I am deploying the Flink stateful app using the below-mentioned YAML file.
apiVersion: flink.apache.org/v1beta1
kind: FlinkDeployment
metadata:
name: simple-flink
spec:
image: flink-1.17-python-iceberg:1.17
flinkVersion: v1_16
ingress:
template: "{{name}}.{{namespace}}.flink.k8s.io"
className: "nginx"
annotations:
nginx.ingress.kubernetes.io/proxy-body-size: 50m
flinkConfiguration:
taskmanager.numberOfTaskSlots: "1"
state.savepoints.dir: file:///flink-data/savepoints
state.checkpoints.dir: file:///flink-data/checkpoints
high-availability.type: kubernetes
high-availability.storageDir: file:///flink-data/ha
rest.client-max-content-length: "1004857600"
serviceAccount: flink
jobManager:
replicas: 1
resource:
memory: "2048m"
cpu: 1
taskManager:
replicas: 1
resource:
memory: "2048m"
cpu: 1
podTemplate:
spec:
containers:
- name: flink-main-container
volumeMounts:
- mountPath: /flink-data
name: flink-volume
env:
- name: HADOOP_CONF_DIR
value: "/opt/hadoop-2.8.5/etc/hadoop:/opt/hadoop-2.8.5/share/hadoop/common/lib/*:/opt/hadoop-2.8.5/share/hadoop/common/*:/opt/hadoop-2.8.5/share/hadoop/hdfs:/opt/hadoop-2.8.5/share/hadoop/hdfs/lib/*:/opt/hadoop-2.8.5/share/hadoop/hdfs/*:/opt/hadoop-2.8.5/share/hadoop/yarn/lib/*:/opt/hadoop-2.8.5/share/hadoop/yarn/*:/opt/hadoop-2.8.5/share/hadoop/mapreduce/lib/*:/opt/hadoop-2.8.5/share/hadoop/mapreduce/*:/opt/hadoop-2.8.5/contrib/capacity-scheduler/*.jar"
volumes:
- name: flink-volume
hostPath:
path: /tmp
type: Directory`
Flink Jobs are running perfectly. For auto-scaling I created HPA using the following code.

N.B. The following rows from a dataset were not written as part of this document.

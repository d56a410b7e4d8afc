//! Ring Shift Puzzle Solver
//!
//! Reads a 5x5 board of the values 1 through 25 from a text file and prints a
//! sequence of row, column and ring moves that restores row-major order. Also
//! generates random solvable boards and replays move sequences.

use std::path::{Path, PathBuf};
use std::time::Duration;

use anyhow::{Context, Result};
use clap::{ArgAction, Parser, Subcommand};
use indicatif::{ProgressBar, ProgressStyle};
use log::{info, LevelFilter};
use rand::rngs::StdRng;
use rand::SeedableRng;

use ringshift::heuristic::DEFAULT_DEPTH_PENALTY;
use ringshift::moves::{apply_labels, format_moves, scramble};
use ringshift::{search, Board, Move, SearchConfig};

/// Expansions between progress message updates.
const PROGRESS_INTERVAL: usize = 1024;

/// Solves the 5x5 ring shift puzzle.
#[derive(Parser)]
#[command(name = "ringshift")]
#[command(author, version, about, long_about = None)]
struct Cli {
    /// Raise log verbosity (-v info, -vv debug, -vvv trace).
    #[arg(short, long, global = true, action = ArgAction::Count)]
    verbose: u8,

    #[command(subcommand)]
    command: Command,
}

#[derive(Subcommand)]
enum Command {
    /// Solve the board stored in a file.
    Solve {
        /// File holding 25 whitespace-separated values in row-major order.
        board: PathBuf,
        /// Weight of the squared path length in the evaluation score.
        #[arg(long, default_value_t = DEFAULT_DEPTH_PENALTY)]
        depth_penalty: f64,
        /// Give up after expanding this many boards.
        #[arg(long)]
        max_expansions: Option<usize>,
        /// Hide the progress spinner.
        #[arg(long)]
        no_progress: bool,
    },
    /// Print a random solvable board.
    Scramble {
        /// Number of random moves applied to the solved board.
        #[arg(long, default_value_t = 20)]
        moves: usize,
        /// Seed for a reproducible scramble.
        #[arg(long)]
        seed: Option<u64>,
    },
    /// Apply moves to a board and report whether it ends solved.
    Apply {
        /// File holding 25 whitespace-separated values in row-major order.
        board: PathBuf,
        /// Move labels such as R1, U5, Oc or Icc.
        #[arg(required = true)]
        moves: Vec<String>,
    },
}

fn main() -> Result<()> {
    let cli = Cli::parse();
    init_logging(cli.verbose);

    match cli.command {
        Command::Solve {
            board,
            depth_penalty,
            max_expansions,
            no_progress,
        } => {
            let config = SearchConfig {
                depth_penalty,
                max_expansions,
            };
            run_solve(&board, &config, !no_progress)
        }
        Command::Scramble { moves, seed } => {
            run_scramble(moves, seed);
            Ok(())
        }
        Command::Apply { board, moves } => run_apply(&board, &moves),
    }
}

/// Installs the logger; `RUST_LOG` overrides the verbosity flag.
fn init_logging(verbosity: u8) {
    let level = match verbosity {
        0 => LevelFilter::Warn,
        1 => LevelFilter::Info,
        2 => LevelFilter::Debug,
        _ => LevelFilter::Trace,
    };
    env_logger::Builder::new()
        .filter_level(level)
        .parse_default_env()
        .init();
}

fn read_board(path: &Path) -> Result<Board> {
    let text = std::fs::read_to_string(path)
        .with_context(|| format!("Failed to read board file {}", path.display()))?;
    text.parse::<Board>()
        .with_context(|| format!("Failed to parse board file {}", path.display()))
}

/// Solves the board in `path` and prints the moves.
fn run_solve(path: &Path, config: &SearchConfig, show_progress: bool) -> Result<()> {
    let start = read_board(path)?;
    println!("Start state:\n{start}\n");
    println!("Solving...");

    let progress = show_progress.then(new_spinner);
    let result = search(start, config, |stats| {
        if let Some(bar) = &progress {
            if stats.expanded % PROGRESS_INTERVAL == 0 {
                bar.set_message(format!(
                    "{} boards expanded, frontier peak {}",
                    stats.expanded, stats.max_frontier
                ));
            }
        }
    });
    if let Some(bar) = &progress {
        bar.finish_and_clear();
    }

    let solution = result.context("No solution found")?;
    info!(
        "expanded {} boards, skipped {} duplicates, frontier peak {}",
        solution.stats.expanded, solution.stats.duplicates, solution.stats.max_frontier
    );
    println!("{}", format_solution(&solution.moves));
    Ok(())
}

fn new_spinner() -> ProgressBar {
    let bar = ProgressBar::new_spinner();
    let style = ProgressStyle::with_template("{spinner} [{elapsed}] {msg}")
        .unwrap_or_else(|_| ProgressStyle::default_spinner());
    bar.set_style(style);
    bar.enable_steady_tick(Duration::from_millis(100));
    bar
}

/// Prints a random board `count` moves away from the goal.
fn run_scramble(count: usize, seed: Option<u64>) {
    let mut rng = seed.map_or_else(StdRng::from_entropy, StdRng::seed_from_u64);
    let moves = scramble(&mut rng, count);
    info!("scrambled with: {}", format_moves(&moves));
    println!("{}", Board::GOAL.apply_all(moves));
}

/// Replays labelled moves on the board in `path`.
fn run_apply(path: &Path, labels: &[String]) -> Result<()> {
    let start = read_board(path)?;
    let end = apply_labels(start, labels).context("Failed to apply moves")?;
    println!("{end}\n");
    println!("{}", if end.is_goal() { "Solved" } else { "Not solved" });
    Ok(())
}

/// Formats the move count and the space-joined labels.
fn format_solution(moves: &[Move]) -> String {
    format!(
        "Solution found in {} moves:\n{}",
        moves.len(),
        format_moves(moves)
    )
}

apiVersion: autoscaling/v2
kind: HorizontalPodAutoscaler
metadata:
name: simple-flink
namespace: default
spec:
minReplicas: 1
maxReplicas: 3
metrics:
- type: Resource
resource:
name: memory
target:
type: Utilization
averageValue: 10Mi
scaleTargetRef:
apiVersion: flink.apache.org/v1beta1
kind: FlinkDeployment
name: simple-flink
While describing the auto scaling I am getting below mentioned error.
Events:
Type Reason Age From Message
---- ------ ---- ---- -------
Warning FailedComputeMetricsReplicas 6m23s (x12 over 9m8s) horizontal-pod-autoscaler selector is required
Warning SelectorRequired 4m8s (x21 over 9m8s) horizontal-pod-autoscaler selector is required`
And when doing a "kubectl describe hpa simple-flink" I get the following status info:
status:
conditions:
- lastTransitionTime: "2023-12-19T13:42:00Z"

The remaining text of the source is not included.